[Saved entries]
= = = = =

use serde::{Deserialize, Serialize};

use super::chart::BarChart;
use super::expense::ExpenseId;

/// A user action a list control triggers when activated.
#[derive(Debug, Clone, Copy, PartialEq, Eq, Serialize, Deserialize)]
pub enum ListAction {
    /// Remove the expense with this id
    Remove(ExpenseId),
    /// Flip between the short preview and the full list
    ToggleExpanded,
}

/// One visible row of the expense list.
#[derive(Debug, Clone, PartialEq, Serialize, Deserialize)]
pub struct ListRow {
    pub id: ExpenseId,

    /// `YYYY-MM-DD`
    pub date: String,

    pub item: String,

    /// Currency-style amount with two decimals, e.g. "$12.00"
    pub amount_label: String,

    /// Label of the per-row removal control
    pub remove_label: String,

    /// Action fired by the removal control
    pub remove: ListAction,
}

/// The "Show More" / "Show Less" control under the list.
#[derive(Debug, Clone, PartialEq, Eq, Serialize, Deserialize)]
pub struct ToggleControl {
    pub label: String,
    pub action: ListAction,
}

/// Complete contents of the expense list, ready to be drawn.
///
/// A frontend clears its list element and appends `rows` (then `toggle`, if any).
#[derive(Debug, Clone, PartialEq, Serialize, Deserialize)]
pub struct ListView {
    /// Rows in newest-first order
    pub rows: Vec<ListRow>,

    /// Present only when there are more expenses than the preview shows
    pub toggle: Option<ToggleControl>,

    /// Whether the full list is shown
    pub expanded: bool,
}

/// Snapshot handed to observers after every successful mutation.
#[derive(Debug, Clone, PartialEq, Serialize, Deserialize)]
pub struct DashboardView {
    pub list: ListView,

    /// Total over all expenses, two decimals, no currency symbol
    pub total_label: String,

    pub chart: BarChart,
}
use std::collections::HashMap;

use chrono::NaiveDate;

use crate::errors::CoreError;
use crate::models::chart::{BarChart, DailyTotal};
use crate::models::expense::Expense;
use crate::models::settings::ChartStyle;
use crate::models::view::DashboardView;
use crate::presentation::traits::{ChartSurface, ExpenseObserver};

/// Generates the daily totals chart data from the expense collection.
///
/// The core computes all the numbers; the chart surface only draws.
pub struct ChartService;

impl ChartService {
    /// Short month/day bucket label, e.g. "Jan 5". The year is dropped.
    #[must_use]
    pub fn day_label(date: NaiveDate) -> String {
        date.format("%b %-d").to_string()
    }

    /// Sum amounts per day label, oldest day first.
    ///
    /// Buckets are opened in the order labels first appear in `newest_first`
    /// and the sequence is reversed at the end. Dates from different years
    /// that share a label land in the same bucket.
    #[must_use]
    pub fn daily_totals(newest_first: &[Expense]) -> Vec<DailyTotal> {
        let mut buckets: Vec<DailyTotal> = Vec::new();
        let mut index_by_label: HashMap<String, usize> = HashMap::new();

        for expense in newest_first {
            let label = Self::day_label(expense.date);
            match index_by_label.get(&label) {
                Some(&idx) => buckets[idx].total += expense.amount,
                None => {
                    index_by_label.insert(label.clone(), buckets.len());
                    buckets.push(DailyTotal {
                        label,
                        total: expense.amount,
                    });
                }
            }
        }

        buckets.reverse();
        buckets
    }

    /// Full bar chart description for `newest_first`.
    #[must_use]
    pub fn bar_chart(newest_first: &[Expense], style: &ChartStyle) -> BarChart {
        let (labels, values) = Self::daily_totals(newest_first)
            .into_iter()
            .map(|bucket| (bucket.label, bucket.total))
            .unzip();

        BarChart {
            labels,
            values,
            dataset_label: style.dataset_label.clone(),
            background_color: style.background_color.clone(),
            border_color: style.border_color.clone(),
            border_width: style.border_width,
            begin_at_zero: true,
        }
    }
}

/// Keeps exactly one chart alive on a surface.
///
/// Every `render` tears down the previous chart before drawing the new one.
pub struct ChartPresenter<S: ChartSurface> {
    surface: S,
    current: Option<S::Handle>,
}

impl<S: ChartSurface> ChartPresenter<S> {
    pub fn new(surface: S) -> Self {
        Self {
            surface,
            current: None,
        }
    }

    /// Replace whatever is on the surface with `chart`.
    ///
    /// The old chart is destroyed even if drawing the new one then fails.
    pub fn render(&mut self, chart: &BarChart) -> Result<(), CoreError> {
        if let Some(handle) = self.current.take() {
            self.surface.destroy(handle);
        }
        let handle = self.surface.draw(chart)?;
        self.current = Some(handle);
        Ok(())
    }

    /// Whether a chart is currently drawn.
    #[must_use]
    pub fn has_chart(&self) -> bool {
        self.current.is_some()
    }

    #[must_use]
    pub fn surface(&self) -> &S {
        &self.surface
    }
}

impl<S: ChartSurface> ExpenseObserver for ChartPresenter<S> {
    fn expenses_changed(&mut self, view: &DashboardView) -> Result<(), CoreError> {
        self.render(&view.chart)
    }
}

= = = = =

WORK INSTRUCTION.
Every line from the first entry to the line containing "pub struct ListView" should be transcribed exactly, and nothing beyond it.

WORKED SOLUTION.
use serde::{Deserialize, Serialize};

use super::chart::BarChart;
use super::expense::ExpenseId;

/// A user action a list control triggers when activated.
#[derive(Debug, Clone, Copy, PartialEq, Eq, Serialize, Deserialize)]
pub enum ListAction {
    /// Remove the expense with this id
    Remove(ExpenseId),
    /// Flip between the short preview and the full list
    ToggleExpanded,
}

/// One visible row of the expense list.
#[derive(Debug, Clone, PartialEq, Serialize, Deserialize)]
pub struct ListRow {
    pub id: ExpenseId,

    /// `YYYY-MM-DD`
    pub date: String,

    pub item: String,

    /// Currency-style amount with two decimals, e.g. "$12.00"
    pub amount_label: String,

    /// Label of the per-row removal control
    pub remove_label: String,

    /// Action fired by the removal control
    pub remove: ListAction,
}

/// The "Show More" / "Show Less" control under the list.
#[derive(Debug, Clone, PartialEq, Eq, Serialize, Deserialize)]
pub struct ToggleControl {
    pub label: String,
    pub action: ListAction,
}

/// Complete contents of the expense list, ready to be drawn.
///
/// A frontend clears its list element and appends `rows` (then `toggle`, if any).
#[derive(Debug, Clone, PartialEq, Serialize, Deserialize)]
pub struct ListView {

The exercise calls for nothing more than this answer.